This technical paper presents a lightweight pre-trained NLG model for Chinese called Mengzi. Their methods involve some unpublished tricks of Dynamic Gradient Correction. Other than that, most of the pre-training part is a combination of vanilla T5 architecture, semi-supervised POS/NER learning.
In the fine-tuning part, they were very keen about leaderboard scores and tried lots of tricks to boost the scores.They showed that Mengzi is able to significantly outperform recent PLMs like Pangu and Motian even using as few as 1B parameters.
Comments
- Zhou et al., (2020) reported that POS/NER provides very little gain to the fine-tuning task (-0.3 to + 0.3) and the POS task (below SOTA). So why did you choose to adopt these two tasks? Do you have an ablation study to support this?
- Your CMRC18 score falls behind a lot from Pangu, Motian and ShenZhou, why did you highlight it in bold? Do you have an idea why Mengzi performed so bad on it?
- Without these fine-tuning tricks, Mengzi seemed to perform poorly on the dev sets. Do you have these results on test so we can compare? Does this mean it’s the fine-tuning tricks that helps you to win the champion?
Rating
- 5: Transformative: This paper is likely to change our field. It should be considered for a best paper award.
- 4.5: Exciting: It changed my thinking on this topic. I would fight for it to be accepted.
- 4: Strong: I learned a lot from it. I would like to see it accepted.
- 3.5: Leaning positive: It can be accepted more or less in its current form. However, the work it describes is not particularly exciting and/or inspiring, so it will not be a big loss if people don’t see it in this conference.

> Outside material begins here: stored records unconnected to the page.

//! Query-scoped scratch storage.
//!
//! Every running pipeline owns one [`Manager`]. Stages that need auxiliary
//! state (distinct keys, aggregation term indexes) open a private store from
//! it; the stores are dropped together with the pipeline.
use std::collections::BTreeMap;
use std::fmt;
use std::ops::Bound;
use std::sync::Arc;

use parking_lot::Mutex;

use crate::error::Result;

/// Ephemeral ordered key-value store.
pub trait TempKv: Send + Sync + fmt::Debug {
    /// Reads a key.
    fn get(&self, key: &[u8]) -> Result<Option<Vec<u8>>>;
    /// Writes a key, replacing any previous value.
    fn set(&self, key: &[u8], value: &[u8]) -> Result<()>;
    /// True when the key is present.
    fn has(&self, key: &[u8]) -> Result<bool> {
        Ok(self.get(key)?.is_some())
    }
    /// Inserts the key if absent. Returns true when this call inserted it.
    fn insert_new(&self, key: &[u8], value: &[u8]) -> Result<bool>;
    /// Adds `delta` to the big-endian counter stored at `key`, starting from 0.
    fn add_counter(&self, key: &[u8], delta: u64) -> Result<u64>;
    /// All entries whose key starts with `prefix`, in key order.
    fn scan_prefix(&self, prefix: &[u8]) -> Result<Vec<(Vec<u8>, Vec<u8>)>>;
}

/// [`TempKv`] backed by a mutex-guarded `BTreeMap`.
#[derive(Debug, Default)]
pub struct MemoryKv {
    entries: Mutex<BTreeMap<Vec<u8>, Vec<u8>>>,
}

impl MemoryKv {
    /// Empty store.
    pub fn new() -> Self {
        Self::default()
    }
}

impl TempKv for MemoryKv {
    fn get(&self, key: &[u8]) -> Result<Option<Vec<u8>>> {
        Ok(self.entries.lock().get(key).cloned())
    }

    fn set(&self, key: &[u8], value: &[u8]) -> Result<()> {
        self.entries.lock().insert(key.to_vec(), value.to_vec());
        Ok(())
    }

    fn insert_new(&self, key: &[u8], value: &[u8]) -> Result<bool> {
        let mut entries = self.entries.lock();
        if entries.contains_key(key) {
            return Ok(false);
        }
        entries.insert(key.to_vec(), value.to_vec());
        Ok(true)
    }

    fn add_counter(&self, key: &[u8], delta: u64) -> Result<u64> {
        let mut entries = self.entries.lock();
        let slot = entries.entry(key.to_vec()).or_insert_with(|| vec![0; 8]);
        let mut raw = [0u8; 8];
        if slot.len() == 8 {
            raw.copy_from_slice(slot);
        }
        let next = u64::from_be_bytes(raw).saturating_add(delta);
        *slot = next.to_be_bytes().to_vec();
        Ok(next)
    }

    fn scan_prefix(&self, prefix: &[u8]) -> Result<Vec<(Vec<u8>, Vec<u8>)>> {
        let entries = self.entries.lock();
        Ok(entries
            .range::<[u8], _>((Bound::Included(prefix), Bound::Unbounded))
            .take_while(|(k, _)| k.starts_with(prefix))
            .map(|(k, v)| (k.clone(), v.clone()))
            .collect())
    }
}

type KvFactory = dyn Fn() -> Arc<dyn TempKv> + Send + Sync;

/// Hands out private scratch stores for one query execution.
#[derive(Clone)]
pub struct Manager {
    factory: Arc<KvFactory>,
    opened: Arc<Mutex<Vec<Arc<dyn TempKv>>>>,
}

impl Manager {
    /// Manager opening [`MemoryKv`] stores.
    pub fn new() -> Self {
        Self::with_factory(|| Arc::new(MemoryKv::new()))
    }

    /// Manager opening stores from a custom factory, e.g. a disk-backed one.
    pub fn with_factory<F>(factory: F) -> Self
    where
        F: Fn() -> Arc<dyn TempKv> + Send + Sync + 'static,
    {
        Self {
            factory: Arc::new(factory),
            opened: Arc::new(Mutex::new(Vec::new())),
        }
    }

    /// Opens a fresh store private to the caller.
    pub fn open_kv(&self) -> Arc<dyn TempKv> {
        let kv = (self.factory)();
        self.opened.lock().push(Arc::clone(&kv));
        kv
    }

    /// Number of stores opened so far.
    pub fn open_count(&self) -> usize {
        self.opened.lock().len()
    }

    /// Releases every store opened through this manager.
    pub fn cleanup(&self) {
        self.opened.lock().clear();
    }
}

impl Default for Manager {
    fn default() -> Self {
        Self::new()
    }
}

impl fmt::Debug for Manager {
    fn fmt(&self, f: &mut fmt::Formatter<'_>) -> fmt::Result {
        f.debug_struct("Manager")
            .field("open_stores", &self.open_count())
            .finish()
    }
}
//! Fluent construction of statement lists and filter expressions.
//!
//! ```
//! use gravel::query::{expr, Query};
//!
//! let stmts = Query::v(Vec::<String>::new())
//!     .has_label(["person"])
//!     .has(expr::gt("age", 30))
//!     .out(["works_at"])
//!     .count()
//!     .into_statements();
//! assert_eq!(stmts.len(), 5);
//! ```

use crate::model::Value;
use crate::query::ast::{Adjacency, Aggregation, HasExpression, Statement};

fn strings<I, S>(items: I) -> Vec<String>
where
    I: IntoIterator<Item = S>,
    S: Into<String>,
{
    items.into_iter().map(Into::into).collect()
}

/// Statement list under construction.
#[derive(Clone, Debug, Default, PartialEq)]
pub struct Query {
    statements: Vec<Statement>,
}

impl Query {
    /// Query starting from vertices by id; an empty list scans all vertices.
    pub fn v<I, S>(ids: I) -> Self
    where
        I: IntoIterator<Item = S>,
        S: Into<String>,
    {
        Self::default().push(Statement::V(strings(ids)))
    }

    /// Query starting from every vertex.
    pub fn all_vertices() -> Self {
        Self::default().push(Statement::V(Vec::new()))
    }

    /// Query starting from edges by id; an empty list scans all edges.
    pub fn e<I, S>(ids: I) -> Self
    where
        I: IntoIterator<Item = S>,
        S: Into<String>,
    {
        Self::default().push(Statement::E(strings(ids)))
    }

    /// Query starting from the label index.
    pub fn by_label<I, S>(labels: I) -> Self
    where
        I: IntoIterator<Item = S>,
        S: Into<String>,
    {
        Self::default().push(Statement::LookupVertsIndex(strings(labels)))
    }

    /// Continues an existing statement list, for extension pipelines.
    pub fn extend(statements: Vec<Statement>) -> Self {
        Self { statements }
    }

    fn push(mut self, stmt: Statement) -> Self {
        self.statements.push(stmt);
        self
    }

    /// Appends an arbitrary statement.
    pub fn then(self, stmt: Statement) -> Self {
        self.push(stmt)
    }

    /// `In` over the given edge labels.
    pub fn in_<I, S>(self, labels: I) -> Self
    where
        I: IntoIterator<Item = S>,
        S: Into<String>,
    {
        self.push(Statement::In(Adjacency::labels(labels)))
    }

    /// `Out` over the given edge labels.
    pub fn out<I, S>(self, labels: I) -> Self
    where
        I: IntoIterator<Item = S>,
        S: Into<String>,
    {
        self.push(Statement::Out(Adjacency::labels(labels)))
    }

    /// `Both` over the given edge labels.
    pub fn both<I, S>(self, labels: I) -> Self
    where
        I: IntoIterator<Item = S>,
        S: Into<String>,
    {
        self.push(Statement::Both(Adjacency::labels(labels)))
    }

    /// `InE` over the given edge labels.
    pub fn in_e<I, S>(self, labels: I) -> Self
    where
        I: IntoIterator<Item = S>,
        S: Into<String>,
    {
        self.push(Statement::InE(Adjacency::labels(labels)))
    }

    /// `OutE` over the given edge labels.
    pub fn out_e<I, S>(self, labels: I) -> Self
    where
        I: IntoIterator<Item = S>,
        S: Into<String>,
    {
        self.push(Statement::OutE(Adjacency::labels(labels)))
    }

    /// `BothE` over the given edge labels.
    pub fn both_e<I, S>(self, labels: I) -> Self
    where
        I: IntoIterator<Item = S>,
        S: Into<String>,
    {
        self.push(Statement::BothE(Adjacency::labels(labels)))
    }

    /// `Out` that emits a null element when no neighbour exists.
    pub fn out_null<I, S>(self, labels: I) -> Self
    where
        I: IntoIterator<Item = S>,
        S: Into<String>,
    {
        self.push(Statement::Out(Adjacency::labels(labels).or_null()))
    }

    /// `In` that emits a null element when no neighbour exists.
    pub fn in_null<I, S>(self, labels: I) -> Self
    where
        I: IntoIterator<Item = S>,
        S: Into<String>,
    {
        self.push(Statement::In(Adjacency::labels(labels).or_null()))
    }

    /// `OutE` that emits a null element when no edge exists.
    pub fn out_e_null<I, S>(self, labels: I) -> Self
    where
        I: IntoIterator<Item = S>,
        S: Into<String>,
    {
        self.push(Statement::OutE(Adjacency::labels(labels).or_null()))
    }

    /// `InE` that emits a null element when no edge exists.
    pub fn in_e_null<I, S>(self, labels: I) -> Self
    where
        I: IntoIterator<Item = S>,
        S: Into<String>,
    {
        self.push(Statement::InE(Adjacency::labels(labels).or_null()))
    }

    /// Filter by expression.
    pub fn has(self, expr: HasExpression) -> Self {
        self.push(Statement::Has(expr))
    }

    /// Filter by label.
    pub fn has_label<I, S>(self, labels: I) -> Self
    where
        I: IntoIterator<Item = S>,
        S: Into<String>,
    {
        self.push(Statement::HasLabel(strings(labels)))
    }

    /// Filter by property presence.
    pub fn has_key<I, S>(self, keys: I) -> Self
    where
        I: IntoIterator<Item = S>,
        S: Into<String>,
    {
        self.push(Statement::HasKey(strings(keys)))
    }

    /// Filter by id.
    pub fn has_id<I, S>(self, ids: I) -> Self
    where
        I: IntoIterator<Item = S>,
        S: Into<String>,
    {
        self.push(Statement::HasId(strings(ids)))
    }

    /// Forward at most `n` travelers.
    pub fn limit(self, n: u64) -> Self {
        self.push(Statement::Limit(n))
    }

    /// Drop the first `n` travelers.
    pub fn skip(self, n: u64) -> Self {
        self.push(Statement::Skip(n))
    }

    /// Forward positions `start..stop`; negative `stop` is unbounded.
    pub fn range(self, start: u64, stop: i64) -> Self {
        self.push(Statement::Range { start, stop })
    }

    /// Count the stream.
    pub fn count(self) -> Self {
        self.push(Statement::Count)
    }

    /// Deduplicate on field values.
    pub fn distinct<I, S>(self, fields: I) -> Self
    where
        I: IntoIterator<Item = S>,
        S: Into<String>,
    {
        self.push(Statement::Distinct(strings(fields)))
    }

    /// Capture the current element.
    pub fn mark(self, name: impl Into<String>) -> Self {
        self.push(Statement::As(name.into()))
    }

    /// Move to a marked element.
    pub fn jump(
        self,
        mark: impl Into<String>,
        condition: Option<HasExpression>,
        emit: bool,
    ) -> Self {
        self.push(Statement::Jump {
            mark: mark.into(),
            condition,
            emit,
        })
    }

    /// Select marks.
    pub fn select<I, S>(self, marks: I) -> Self
    where
        I: IntoIterator<Item = S>,
        S: Into<String>,
    {
        self.push(Statement::Select(strings(marks)))
    }

    /// Render a template.
    pub fn render(self, template: impl Into<Value>) -> Self {
        self.push(Statement::Render(template.into()))
    }

    /// Emit traversal paths.
    pub fn path(self) -> Self {
        self.push(Statement::Path)
    }

    /// Project properties.
    pub fn fields<I, S>(self, fields: I) -> Self
    where
        I: IntoIterator<Item = S>,
        S: Into<String>,
    {
        self.push(Statement::Fields(strings(fields)))
    }

    /// Aggregate the stream.
    pub fn aggregate(self, aggregations: Vec<Aggregation>) -> Self {
        self.push(Statement::Aggregate(aggregations))
    }

    /// Unwind a list-valued field.
    pub fn unwind(self, field: impl Into<String>) -> Self {
        self.push(Statement::Unwind(field.into()))
    }

    /// Write a property.
    pub fn set(self, field: impl Into<String>, value: impl Into<Value>) -> Self {
        self.push(Statement::Set {
            field: field.into(),
            value: value.into(),
        })
    }

    /// Add to an integer property.
    pub fn increment(self, field: impl Into<String>, amount: i64) -> Self {
        self.push(Statement::Increment {
            field: field.into(),
            amount,
        })
    }

    /// Statements built so far.
    pub fn statements(&self) -> &[Statement] {
        &self.statements
    }

    /// Consumes the builder.
    pub fn into_statements(self) -> Vec<Statement> {
        self.statements
    }
}

impl From<Query> for Vec<Statement> {
    fn from(query: Query) -> Self {
        query.statements
    }
}

/// Filter expression and aggregation constructors.
pub mod expr {
    use crate::model::Value;
    use crate::query::ast::{Aggregation, AggregationKind, Condition, HasExpression, Operator};

    fn leaf(key: impl Into<String>, condition: Operator, value: Value) -> HasExpression {
        HasExpression::Condition(Condition {
            key: key.into(),
            value,
            condition,
        })
    }

    /// `key == value`
    pub fn eq(key: impl Into<String>, value: impl Into<Value>) -> HasExpression {
        leaf(key, Operator::Eq, value.into())
    }

    /// `key != value`
    pub fn neq(key: impl Into<String>, value: impl Into<Value>) -> HasExpression {
        leaf(key, Operator::Neq, value.into())
    }

    /// `key > value`
    pub fn gt(key: impl Into<String>, value: impl Into<Value>) -> HasExpression {
        leaf(key, Operator::Gt, value.into())
    }

    /// `key >= value`
    pub fn gte(key: impl Into<String>, value: impl Into<Value>) -> HasExpression {
        leaf(key, Operator::Gte, value.into())
    }

    /// `key < value`
    pub fn lt(key: impl Into<String>, value: impl Into<Value>) -> HasExpression {
        leaf(key, Operator::Lt, value.into())
    }

    /// `key <= value`
    pub fn lte(key: impl Into<String>, value: impl Into<Value>) -> HasExpression {
        leaf(key, Operator::Lte, value.into())
    }

    /// `low < key < high`
    pub fn inside(
        key: impl Into<String>,
        low: impl Into<Value>,
        high: impl Into<Value>,
    ) -> HasExpression {
        leaf(key, Operator::Inside, Value::List(vec![low.into(), high.into()]))
    }

    /// `key <= low || key >= high`
    pub fn outside(
        key: impl Into<String>,
        low: impl Into<Value>,
        high: impl Into<Value>,
    ) -> HasExpression {
        leaf(key, Operator::Outside, Value::List(vec![low.into(), high.into()]))
    }

    /// `low <= key < high`
    pub fn between(
        key: impl Into<String>,
        low: impl Into<Value>,
        high: impl Into<Value>,
    ) -> HasExpression {
        leaf(key, Operator::Between, Value::List(vec![low.into(), high.into()]))
    }

    /// `key` is one of `values`.
    pub fn within<I, V>(key: impl Into<String>, values: I) -> HasExpression
    where
        I: IntoIterator<Item = V>,
        V: Into<Value>,
    {
        leaf(key, Operator::Within, Value::List(values.into_iter().map(Into::into).collect()))
    }

    /// `key` is none of `values`.
    pub fn without<I, V>(key: impl Into<String>, values: I) -> HasExpression
    where
        I: IntoIterator<Item = V>,
        V: Into<Value>,
    {
        leaf(key, Operator::Without, Value::List(values.into_iter().map(Into::into).collect()))
    }

    /// List at `key` contains `value`.
    pub fn contains(key: impl Into<String>, value: impl Into<Value>) -> HasExpression {
        leaf(key, Operator::Contains, value.into())
    }

    /// Conjunction.
    pub fn and(exprs: Vec<HasExpression>) -> HasExpression {
        HasExpression::And(exprs)
    }

    /// Disjunction.
    pub fn or(exprs: Vec<HasExpression>) -> HasExpression {
        HasExpression::Or(exprs)
    }

    /// Negation.
    pub fn not(expr: HasExpression) -> HasExpression {
        HasExpression::Not(Box::new(expr))
    }

    /// Term aggregation keeping `size` buckets (0 keeps all).
    pub fn term(name: impl Into<String>, field: impl Into<String>, size: u32) -> Aggregation {
        Aggregation {
            name: name.into(),
            kind: AggregationKind::Term {
                field: field.into(),
                size,
            },
        }
    }

    /// Histogram aggregation.
    pub fn histogram(
        name: impl Into<String>,
        field: impl Into<String>,
        interval: f64,
    ) -> Aggregation {
        Aggregation {
            name: name.into(),
            kind: AggregationKind::Histogram {
                field: field.into(),
                interval,
            },
        }
    }

    /// Percentile aggregation.
    pub fn percentile(
        name: impl Into<String>,
        field: impl Into<String>,
        percents: Vec<f64>,
    ) -> Aggregation {
        Aggregation {
            name: name.into(),
            kind: AggregationKind::Percentile {
                field: field.into(),
                percents,
            },
        }
    }

    /// Count aggregation.
    pub fn count(name: impl Into<String>) -> Aggregation {
        Aggregation {
            name: name.into(),
            kind: AggregationKind::Count,
        }
    }
}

- 3: Ambivalent: It has merits (e.g., it reports state-of-the-art results, the idea is nice), but there are key weaknesses (e.g., I didn’t learn much from it, evaluation is not convincing, it describes incremental work). I believe it can significantly benefit from another round of revision, but I won’t object to accepting it if my co-reviewers are willing to champion it.
- 2.5: Leaning negative: I am leaning towards rejection, but I can be persuaded if my co-reviewers think otherwise.
- 2: Mediocre: I would rather not see it in the conference.
- 1.5: Weak: I am pretty confident that it should be rejected.
- 1: Poor: I would fight to have it rejected.